This article and collection of amazing historical photos was created by Yonah Ward Grossman from ywgrossman.com. Astoundingly, for most of our history America’s nickname for Pit Bulls was “The Nanny Dog”. For generations if you had children and wanted to keep them safe you wanted a pit bull, the dog that was the most reliable of any breed with children or adults. The Nanny Dog is now vilified by a media that always wants a demon dog breed to frighten people and LHASA-APSO BITES MAN just doesn’t sell papers. Before pit bulls it was Rottweilers, before Rottweilers it was Dobermans, and before them German Shepherds.
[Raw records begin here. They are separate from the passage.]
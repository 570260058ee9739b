//! # Frame Source Module
//!
//! Delivers raw IT+ frames to the receiver.
//!
//! Radio reception itself happens outside this crate: a radio bridge (an
//! RFM12/RFM69 board running a sniffer sketch) prints every candidate frame
//! as a line of hex bytes. This module handles:
//! - Parsing hex lines into 5-byte frames
//! - Reading lines from a serial port or from standard input

pub mod serial;

use async_trait::async_trait;
use tokio::io::{AsyncBufRead, AsyncBufReadExt};

use crate::error::{ItPlusError, Result};
use crate::itplus::protocol::{raw_frame_from_slice, RawFrame};

/// Producer of raw frames
#[async_trait]
pub trait FrameSource: Send {
    /// Wait for the next frame
    ///
    /// Returns `Ok(None)` once the source is exhausted. A malformed line
    /// yields [`ItPlusError::MalformedFrame`]; the source stays usable.
    async fn next_frame(&mut self) -> Result<Option<RawFrame>>;
}

/// Frame source reading one hex-encoded frame per line
///
/// Accepted forms: `9F 23 18 45 65`, `9F:23:18:45:65`, `0x9F,0x23,...` and
/// `9F23184565`. Blank lines and text after `#` are ignored.
///
/// [`FrameSource::next_frame`] is cancel safe: a partially read line is kept
/// and completed by the next call.
#[derive(Debug)]
pub struct HexLineSource<R> {
    reader: R,
    line: Vec<u8>,
    line_number: u64,
}

impl<R> HexLineSource<R> {
    pub fn new(reader: R) -> Self {
        Self {
            reader,
            line: Vec::new(),
            line_number: 0,
        }
    }

    /// Number of lines read so far
    pub fn line_number(&self) -> u64 {
        self.line_number
    }
}

#[async_trait]
impl<R> FrameSource for HexLineSource<R>
where
    R: AsyncBufRead + Unpin + Send,
{
    async fn next_frame(&mut self) -> Result<Option<RawFrame>> {
        loop {
            let read = self.reader.read_until(b'\n', &mut self.line).await?;
            if read == 0 && self.line.is_empty() {
                return Ok(None);
            }
            self.line_number += 1;

            // Line noise from the bridge is not valid UTF-8; let the parser reject it
            let parsed = parse_hex_line(&String::from_utf8_lossy(&self.line));
            self.line.clear();

            match parsed {
                Ok(Some(frame)) => return Ok(Some(frame)),
                Ok(None) => continue,
                Err(ItPlusError::MalformedFrame(msg)) => {
                    return Err(ItPlusError::MalformedFrame(format!(
                        "line {}: {}",
                        self.line_number, msg
                    )))
                }
                Err(e) => return Err(e),
            }
        }
    }
}

/// Parse one line of hex bytes into a frame
///
/// # Returns
///
/// * `Result<Option<RawFrame>>` - Frame, or `None` for a blank/comment line
///
/// # Examples
///
/// ```
/// use itplus_rx::source::parse_hex_line;
///
/// let frame = parse_hex_line("9F 23 18 45 65\n")?;
/// assert_eq!(frame, Some([0x9F, 0x23, 0x18, 0x45, 0x65]));
/// # Ok::<(), itplus_rx::error::ItPlusError>(())
/// ```
pub fn parse_hex_line(line: &str) -> Result<Option<RawFrame>> {
    let content = line.split('#').next().unwrap_or("").trim();
    if content.is_empty() {
        return Ok(None);
    }

    let mut bytes = Vec::with_capacity(5);
    for token in content.split(|c: char| c.is_whitespace() || c == ':' || c == ',') {
        let token = token
            .strip_prefix("0x")
            .or_else(|| token.strip_prefix("0X"))
            .unwrap_or(token);
        if token.is_empty() {
            continue;
        }

        if !token.is_ascii() || token.len() % 2 != 0 {
            return Err(ItPlusError::MalformedFrame(format!(
                "invalid hex token '{}'",
                token
            )));
        }

        for i in (0..token.len()).step_by(2) {
            let byte = u8::from_str_radix(&token[i..i + 2], 16).map_err(|_| {
                ItPlusError::MalformedFrame(format!("invalid hex token '{}'", token))
            })?;
            bytes.push(byte);
        }
    }

    raw_frame_from_slice(&bytes).map(Some)
}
Each breed in it’s order were deemed too vicious and unpredictable to be around people. Each time people wanted laws to ban them. It is breathtakingly ironic that the spotlight has turned on the breed once the symbol of our country and our national babysitter.
In temperance tests (the equivalent of how many times your kid can poke your dog in the eye before he bites him) of all breeds the most tolerant was the Golden Retriever. The second most tolerant was the pit bull.
Pit Bull’s jaws do not lock, they do not have the most powerful bite among dogs (German Shepherds have that honor) they are naturally neither human or animal aggressive (in fact pit bull puppies prefer human company to their mother’s two weeks before all other dogs), and they feel as much pain as any other breed (accidentally step on one’s toe and you’ll see).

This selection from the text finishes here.